La mano en el arado.

“El que echa mano al arado y sigue mirando atrás, no vale para el reino de Dios”. Respuesta firme de Jesús a uno que quería ser discípulo y solo le pidió despedirse antes de su familia, como había hecho Eliseo, siglos antes, al convertirse en discípulo de Elías.

Jesús quiere marcar el contraste entre Elías y el Reino, entre el pasado y el presente: han llegado los tiempos definitivos y todo queda relativizado por la urgencia del Reino.

Mirar para atrás, mirar lo que dejamos, mirar hacia todo lo nuestro: en el fondo, es dejar el corazón prendido en lo pasado y no atrevernos a caminar hacia lo nuevo, compartiendo el proyecto de Dios.

¿Hacia dónde estamos mirando los españoles de hoy? ¿Hacia dónde dirigen su mirada los europeos en esta hora incierta de nuestra historia? Sobre todo, ¿hacia dónde miramos los cristianos que hemos recibido, de la mano del Maestro, el arado del Reino para trabajar en los campos de nuestra época?

El trabajo sigue día a día: hay que arar, es necesario sembrar; en cualquier circunstancia: los caminos de Dios solo él los sabe. No nos toca a nosotros –como tampoco les tocó a Pedro y los suyos– conocer los tiempos de la plenitud de la cosecha. Nos toca trabajar en los campos de Dios, que son amplios y hermosos; todo es suyo, aunque aparezca, a veces, tocado por la tiniebla; todos somos criaturas brotadas de su amor, aunque a veces vivamos obcecados en la mentira y el odio.

Hoy, más que nunca, hacen falta trabajadores del Reino, seguidores del Maestro: el futuro de la humanidad se sigue fraguando en esta historia de la mano del judío resucitado.

No podemos caer en la tentación del desaliento; no podemos mirar hacia atrás, hacia el pasado, hacia lo nuestro, hacia las seguridades que creíamos haber conseguido. No podemos confundir los caminos de Dios con nuestras sendas ya trilladas; no podemos confundir sus horizontes con nuestros proyectos inmediatos de seguridad.

En los momentos de dificultad, en la crisis más profunda de su ministerio, Jesús tomó la decisión de dirigirse a Jerusalén, para afrontar la dificultad definitiva, para sembrar el Reino en el corazón del rechazo del pueblo, para sembrarse a sí mismo como semilla definitiva de Dios en una viña que había apostatado de su dueño.
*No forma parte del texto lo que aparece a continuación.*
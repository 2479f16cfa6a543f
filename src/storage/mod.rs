//! Storage layer for focuslog.
//!
//! This module provides SQLite-based persistence for:
//! - The local session cache (offline source of truth)
//! - The outbox of writes waiting for the remote store

mod database;
mod migrations;

pub use database::Database;
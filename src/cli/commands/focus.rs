//! Focus session commands.
//!
//! Handles start/pause/resume/stop, status and the totals views.

use std::io::Write;
use std::time::Duration;

use colored::Colorize;
use serde_json::json;

use crate::cli::args::OutputFormat;
use crate::core::{CalendarWindow, Clock};
use crate::error::FocusError;
use crate::features::focus::{
    format_clock, format_hm, format_hms, FocusReport, Session, SessionState, SessionTracker,
    Transition,
};
use crate::output::to_json;

/// Start a session, ending any active one.
///
/// # Errors
///
/// Returns an error if JSON serialization fails.
pub fn start<C: Clock>(
    tracker: &mut SessionTracker<C>,
    item: &str,
    label: Option<&str>,
    format: OutputFormat,
) -> Result<String, FocusError> {
    let transition = tracker.start_session(item, label.unwrap_or(item));

    match format {
        OutputFormat::Json => to_json(&transition),
        OutputFormat::Pretty => {
            let mut output = Vec::new();

            if let Transition::Started {
                session,
                ended: Some(ended),
            } = &transition
            {
                output.push(format!(
                    "⏹  Ended {} after {}",
                    ended.item_label,
                    format_hms(ended.elapsed_ms)
                ));
                output.push(format!(
                    "▶  Started {}",
                    session.item_label.green().bold()
                ));
            } else if let Some(session) = transition.session() {
                output.push(format!(
                    "▶  Started {}",
                    session.item_label.green().bold()
                ));
            }

            output.push(String::new());
            output.push("   Use 'focuslog status' to check progress".dimmed().to_string());
            output.push("   Use 'focuslog stop' when done".dimmed().to_string());

            Ok(output.join("\n"))
        }
    }
}

/// Pause the running session.
///
/// # Errors
///
/// Returns an error if JSON serialization fails.
pub fn pause<C: Clock>(
    tracker: &mut SessionTracker<C>,
    format: OutputFormat,
) -> Result<String, FocusError> {
    let transition = tracker.pause_session();

    match format {
        OutputFormat::Json => to_json(&transition),
        OutputFormat::Pretty => Ok(match &transition {
            Transition::Paused { session } => format!(
                "⏸  Paused at {}\n   Use 'focuslog resume' to continue",
                format_hms(session.elapsed_ms)
            ),
            other => describe_noop(other),
        }),
    }
}

/// Resume the paused session.
///
/// # Errors
///
/// Returns an error if JSON serialization fails.
pub fn resume<C: Clock>(
    tracker: &mut SessionTracker<C>,
    format: OutputFormat,
) -> Result<String, FocusError> {
    let transition = tracker.resume_session();

    match format {
        OutputFormat::Json => to_json(&transition),
        OutputFormat::Pretty => Ok(match &transition {
            Transition::Resumed { session } => {
                format!("▶  Resumed {}. Stay focused!", session.item_label)
            }
            other => describe_noop(other),
        }),
    }
}

/// End the active session.
///
/// # Errors
///
/// Returns an error if JSON serialization fails.
pub fn stop<C: Clock>(
    tracker: &mut SessionTracker<C>,
    format: OutputFormat,
) -> Result<String, FocusError> {
    let transition = tracker.end_session();

    match format {
        OutputFormat::Json => to_json(&transition),
        OutputFormat::Pretty => Ok(match &transition {
            Transition::Ended { session } => {
                let mut output = Vec::new();
                output.push(format!("✅ Session ended: {}", session.item_label));
                output.push(format!("   Duration: {}", format_hms(session.elapsed_ms)));
                output.push(format!("   Today:    {}", format_hm(tracker.today_total())));
                output.join("\n")
            }
            other => describe_noop(other),
        }),
    }
}

fn describe_noop(transition: &Transition) -> String {
    match transition {
        Transition::NotRunning => "Session is already paused.".to_string(),
        Transition::NotPaused => "Session is already running.".to_string(),
        _ => "No active focus session.".to_string(),
    }
}

/// Show the active session, optionally redrawing until Ctrl-C.
///
/// # Errors
///
/// Returns an error if JSON serialization or writing to stdout fails.
pub async fn status<C: Clock>(
    tracker: &SessionTracker<C>,
    watch: bool,
    tick: Duration,
    format: OutputFormat,
) -> Result<String, FocusError> {
    let Some(session) = tracker.active_session() else {
        return match format {
            OutputFormat::Json => to_json(&json!({ "state": SessionState::Idle })),
            OutputFormat::Pretty => Ok(
                "No active focus session.\n\nStart one with: focuslog start <item>".to_string(),
            ),
        };
    };

    match format {
        OutputFormat::Json => to_json(&json!({
            "state": tracker.state(),
            "session": session,
            "elapsed_ms": tracker.live_elapsed(),
        })),
        OutputFormat::Pretty if watch && tracker.state() == SessionState::Running => {
            watch_status(tracker, session, tick).await?;
            Ok(String::new())
        }
        OutputFormat::Pretty => Ok(format_status(tracker, session)),
    }
}

fn state_icon(state: SessionState) -> &'static str {
    match state {
        SessionState::Running => "▶",
        SessionState::Paused => "⏸",
        SessionState::Idle => "⏹",
    }
}

fn format_status<C: Clock>(tracker: &SessionTracker<C>, session: &Session) -> String {
    let state = tracker.state();
    let mut output = Vec::new();

    output.push(format!("{} {}", state_icon(state), session.item_label.bold()));
    output.push("─".repeat(40));
    output.push(format!("Item:     {}", session.item_ref));
    output.push(format!("State:    {state}"));
    output.push(format!(
        "Since:    {}",
        session.start_time_local().format("%H:%M")
    ));
    output.push(format!("Elapsed:  {}", format_clock(tracker.live_elapsed())));
    output.push(format!("Today:    {}", format_hm(tracker.today_total())));

    output.join("\n")
}

async fn watch_status<C: Clock>(
    tracker: &SessionTracker<C>,
    session: &Session,
    tick: Duration,
) -> Result<(), FocusError> {
    let mut stdout = std::io::stdout();
    loop {
        write!(
            stdout,
            "\r{} {}  {}  ",
            state_icon(SessionState::Running),
            session.item_label.bold(),
            format_clock(tracker.live_elapsed())
        )?;
        stdout.flush()?;

        tokio::select! {
            _ = tokio::signal::ctrl_c() => break,
            () = tokio::time::sleep(tick) => {}
        }
    }
    writeln!(stdout)?;
    Ok(())
}

/// Show totals for every calendar window.
///
/// # Errors
///
/// Returns an error if JSON serialization fails.
pub fn totals<C: Clock>(
    tracker: &SessionTracker<C>,
    format: OutputFormat,
) -> Result<String, FocusError> {
    let totals: Vec<_> = CalendarWindow::ALL
        .iter()
        .map(|&window| (window, tracker.total_for(window)))
        .collect();

    match format {
        OutputFormat::Json => {
            let mut data = serde_json::Map::new();
            for (window, ms) in &totals {
                data.insert(format!("{}_ms", window.key()), json!(ms));
            }
            data.insert("state".to_string(), json!(tracker.state()));
            to_json(&data)
        }
        OutputFormat::Pretty => {
            let mut output = Vec::new();
            output.push("Focus Totals".bold().to_string());
            output.push("─".repeat(40));
            for (window, ms) in &totals {
                output.push(format!("  {:<12} {}", window.display_name(), format_hm(*ms)));
            }
            if tracker.state() == SessionState::Running {
                output.push(String::new());
                output.push("Includes the running session.".dimmed().to_string());
            }
            Ok(output.join("\n"))
        }
    }
}

/// Show all-time focus on one item.
///
/// # Errors
///
/// Returns an error if JSON serialization fails.
pub fn item<C: Clock>(
    tracker: &SessionTracker<C>,
    item_ref: &str,
    format: OutputFormat,
) -> Result<String, FocusError> {
    let total = tracker.project_total(item_ref);
    let sessions = tracker
        .log()
        .iter()
        .filter(|s| s.item_ref == item_ref)
        .count();

    match format {
        OutputFormat::Json => to_json(&json!({
            "item_ref": item_ref,
            "total_ms": total,
            "sessions": sessions,
        })),
        OutputFormat::Pretty => Ok(format!(
            "{}: {} ({} sessions)",
            item_ref.bold(),
            format_hms(total),
            sessions
        )),
    }
}

/// Generate a focus report.
///
/// # Errors
///
/// Returns an error if JSON serialization fails.
pub fn report<C: Clock>(
    tracker: &SessionTracker<C>,
    period: &str,
    format: OutputFormat,
) -> Result<String, FocusError> {
    let report = FocusReport::generate(tracker, CalendarWindow::parse(period));

    match format {
        OutputFormat::Json => to_json(&report),
        OutputFormat::Pretty => Ok(report.format()),
    }
}

#[cfg(test)]
mod tests {
    use super::*;
    use crate::core::ManualClock;

    fn tracker() -> (SessionTracker<ManualClock>, ManualClock) {
        let clock = ManualClock::new(
            CalendarWindow::Today.start_local(chrono::Utc::now(), chrono::Weekday::Sun)
                + chrono::Duration::hours(12),
        );
        (SessionTracker::new(clock.clone()), clock)
    }

    #[test]
    fn test_start_json() {
        let (mut tracker, _clock) = tracker();
        let out = start(&mut tracker, "docs-42", Some("Write docs"), OutputFormat::Json).unwrap();
        let value: serde_json::Value = serde_json::from_str(&out).unwrap();

        assert_eq!(value["transition"], "started");
        assert_eq!(value["session"]["item_label"], "Write docs");
        assert!(value["ended"].is_null());
    }

    #[test]
    fn test_label_defaults_to_item() {
        let (mut tracker, _clock) = tracker();
        start(&mut tracker, "docs-42", None, OutputFormat::Pretty).unwrap();
        assert_eq!(tracker.log()[0].item_label, "docs-42");
    }

    #[test]
    fn test_idle_commands_are_not_errors() {
        let (mut tracker, _clock) = tracker();
        assert_eq!(
            pause(&mut tracker, OutputFormat::Pretty).unwrap(),
            "No active focus session."
        );
        let out = stop(&mut tracker, OutputFormat::Json).unwrap();
        assert!(out.contains("no_active_session"));
    }

    #[test]
    fn test_totals_json() {
        let (mut tracker, clock) = tracker();
        start(&mut tracker, "a", None, OutputFormat::Json).unwrap();
        clock.advance_millis(5_400_000);

        let out = totals(&tracker, OutputFormat::Json).unwrap();
        let value: serde_json::Value = serde_json::from_str(&out).unwrap();
        assert_eq!(value["today_ms"], 5_400_000);
        assert_eq!(value["state"], "running");

        let pretty = totals(&tracker, OutputFormat::Pretty).unwrap();
        assert!(pretty.contains("1h 30m"));
    }

    #[test]
    fn test_item_total() {
        let (mut tracker, clock) = tracker();
        start(&mut tracker, "a", None, OutputFormat::Json).unwrap();
        clock.advance_millis(3_723_000);
        stop(&mut tracker, OutputFormat::Json).unwrap();

        let out = item(&tracker, "a", OutputFormat::Pretty).unwrap();
        assert!(out.contains("1h 2m 3s"));
        assert!(out.contains("1 sessions"));
    }

    #[tokio::test]
    async fn test_status_idle_json() {
        let (tracker, _clock) = tracker();
        let out = status(&tracker, false, Duration::from_secs(1), OutputFormat::Json)
            .await
            .unwrap();
        assert!(out.contains("idle"));
    }
}
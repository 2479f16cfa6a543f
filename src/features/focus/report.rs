//! Focus reports.
//!
//! Summarizes the tracker's log over a calendar window.

use std::collections::HashMap;

use chrono::{DateTime, Duration, Local, NaiveDate, Utc};
use serde::Serialize;

use super::timer::{format_hm, format_hms};
use super::tracker::SessionTracker;
use crate::core::{CalendarWindow, Clock};

/// Focus report data.
#[derive(Debug, Clone, Serialize)]
pub struct FocusReport {
    /// Report window
    pub window: CalendarWindow,
    /// When the window starts
    pub window_start: DateTime<Utc>,
    /// Total focus time in milliseconds
    pub total_ms: i64,
    /// Sessions started in the window
    pub sessions: usize,
    /// Average session length in milliseconds
    pub avg_session_ms: i64,
    /// Longest session in milliseconds
    pub longest_session_ms: i64,
    /// Focus time by work item, largest first
    pub by_item: Vec<ItemFocusTime>,
    /// Daily breakdown, most recent first
    pub daily: Vec<DailyFocusTime>,
    /// Consecutive days with focus time, ending today or yesterday
    pub streak_days: i64,
}

/// Focus time per work item.
#[derive(Debug, Clone, PartialEq, Eq, Serialize)]
pub struct ItemFocusTime {
    /// Work-item reference
    pub item_ref: String,
    /// Label of the most recent session for the item
    pub item_label: String,
    /// Total focus milliseconds
    pub ms: i64,
    /// Session count
    pub sessions: usize,
}

/// Focus time per local day.
#[derive(Debug, Clone, PartialEq, Eq, Serialize)]
pub struct DailyFocusTime {
    /// Local date
    pub date: NaiveDate,
    /// Total focus milliseconds
    pub ms: i64,
    /// Session count
    pub sessions: usize,
}

impl FocusReport {
    /// Generate a report for `window` as of the tracker's current instant.
    ///
    /// The running session contributes its live elapsed time, so `total_ms`
    /// matches [`SessionTracker::total_for`].
    #[must_use]
    pub fn generate<C: Clock>(tracker: &SessionTracker<C>, window: CalendarWindow) -> Self {
        let now = tracker.now();
        let window_start = tracker.window_start(window);

        let in_window: Vec<_> = tracker
            .log()
            .iter()
            .filter(|s| s.start_time >= window_start)
            .map(|s| (s, s.elapsed_at(now)))
            .collect();

        let total_ms: i64 = in_window.iter().map(|(_, ms)| ms).sum();
        let sessions = in_window.len();
        let avg_session_ms = i64::try_from(sessions)
            .ok()
            .filter(|&n| n > 0)
            .map_or(0, |n| total_ms / n);
        let longest_session_ms = in_window.iter().map(|(_, ms)| *ms).max().unwrap_or(0);

        // By item; later sessions win the label
        let mut item_map: HashMap<&str, ItemFocusTime> = HashMap::new();
        let mut ordered = in_window.clone();
        ordered.sort_by_key(|(s, _)| s.start_time);
        for (session, ms) in &ordered {
            let entry = item_map
                .entry(session.item_ref.as_str())
                .or_insert_with(|| ItemFocusTime {
                    item_ref: session.item_ref.clone(),
                    item_label: String::new(),
                    ms: 0,
                    sessions: 0,
                });
            entry.item_label.clone_from(&session.item_label);
            entry.ms += ms;
            entry.sessions += 1;
        }
        let mut by_item: Vec<_> = item_map.into_values().collect();
        by_item.sort_by(|a, b| b.ms.cmp(&a.ms).then_with(|| a.item_ref.cmp(&b.item_ref)));

        // Daily breakdown
        let mut daily_map: HashMap<NaiveDate, (i64, usize)> = HashMap::new();
        for (session, ms) in &in_window {
            let entry = daily_map
                .entry(session.start_time_local().date_naive())
                .or_insert((0, 0));
            entry.0 += ms;
            entry.1 += 1;
        }
        let mut daily: Vec<_> = daily_map
            .into_iter()
            .map(|(date, (ms, sessions))| DailyFocusTime { date, ms, sessions })
            .collect();
        daily.sort_by(|a, b| b.date.cmp(&a.date));

        let focus_days: Vec<_> = tracker
            .log()
            .iter()
            .filter(|s| s.elapsed_at(now) > 0)
            .map(|s| s.start_time_local().date_naive())
            .collect();
        let streak_days = calculate_streak(focus_days, now.with_timezone(&Local).date_naive());

        Self {
            window,
            window_start,
            total_ms,
            sessions,
            avg_session_ms,
            longest_session_ms,
            by_item,
            daily,
            streak_days,
        }
    }

    /// Format the report for display.
    #[must_use]
    pub fn format(&self) -> String {
        let mut lines = Vec::new();

        lines.push(format!("Focus Report: {}", self.window.display_name()));
        lines.push("═".repeat(50));
        lines.push(String::new());

        lines.push("Summary".to_string());
        lines.push("─".repeat(40));
        lines.push(format!("  Total focus time:  {}", format_hm(self.total_ms)));
        lines.push(format!("  Sessions:          {}", self.sessions));
        lines.push(format!(
            "  Average session:   {}",
            format_hm(self.avg_session_ms)
        ));
        lines.push(format!(
            "  Longest session:   {}",
            format_hm(self.longest_session_ms)
        ));
        lines.push(format!("  Current streak:    {} days", self.streak_days));
        lines.push(String::new());

        if !self.by_item.is_empty() {
            lines.push("Top Items".to_string());
            lines.push("─".repeat(40));

            for item in self.by_item.iter().take(5) {
                let name = if item.item_label.chars().count() > 25 {
                    format!("{}...", item.item_label.chars().take(22).collect::<String>())
                } else {
                    item.item_label.clone()
                };
                lines.push(format!(
                    "  {:<25} {:>12} ({} sessions)",
                    name,
                    format_hms(item.ms),
                    item.sessions
                ));
            }
            lines.push(String::new());
        }

        if !self.daily.is_empty() {
            lines.push("Recent Days".to_string());
            lines.push("─".repeat(40));

            for day in self.daily.iter().take(7) {
                lines.push(format!(
                    "  {} {:>8} ({} sessions)",
                    day.date,
                    format_hm(day.ms),
                    day.sessions
                ));
            }
        }

        lines.join("\n")
    }
}

/// Count consecutive focus days ending today, or yesterday when nothing has
/// been logged today yet.
fn calculate_streak(mut dates: Vec<NaiveDate>, today: NaiveDate) -> i64 {
    dates.sort_unstable();
    dates.dedup();

    let mut check_date = today;
    if dates.binary_search(&today).is_err() {
        check_date = today - Duration::days(1);
    }

    let mut streak = 0;
    while dates.binary_search(&check_date).is_ok() {
        streak += 1;
        check_date -= Duration::days(1);
    }

    streak
}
Pedro y los suyos no conocían muy bien los planes de Dios, no controlaban el destino de Jesús, ni hallaban seguridad siguiendo sus huellas; pero continuaron el discipulado, se aferraron al arado, creyeron en el Maestro y afrontaron el futuro con confianza.

Es fuerte la tentación de desesperanza en muchas horas de la historia: lo fue en la primera hora del cristianismo y muchos discípulos no subieron con Jesús a Jerusalén. Es fuerte, también, la tentación de refugiarse en un Reino interpretado de forma individualista y moralizante. Pero Jesús ha venido a salvar la historia desde dentro, no a redimir individuos sacándolos a las esferas del espíritu. Es en esta historia, aunque sea bajo la apariencia trágica de la derrota, donde Dios va salvando al hombre y todo lo suyo, donde va construyendo un mundo nuevo en que habite la justicia.

No queremos mirar hacia atrás, no queremos salirnos del campo que nos ha sido asignado: frente a toda tentación, queremos aferrar nuestras manos al arado, con la mirada puesta en el Maestro que nos ha amado y que nos precede, el primero, en los caminos del Reino y de la entrega.

Con Jesús, también nosotros queremos tomar la decisión, renovar nuestra voluntad, de subir a Jerusalén. Dios nos ha llamado para ello.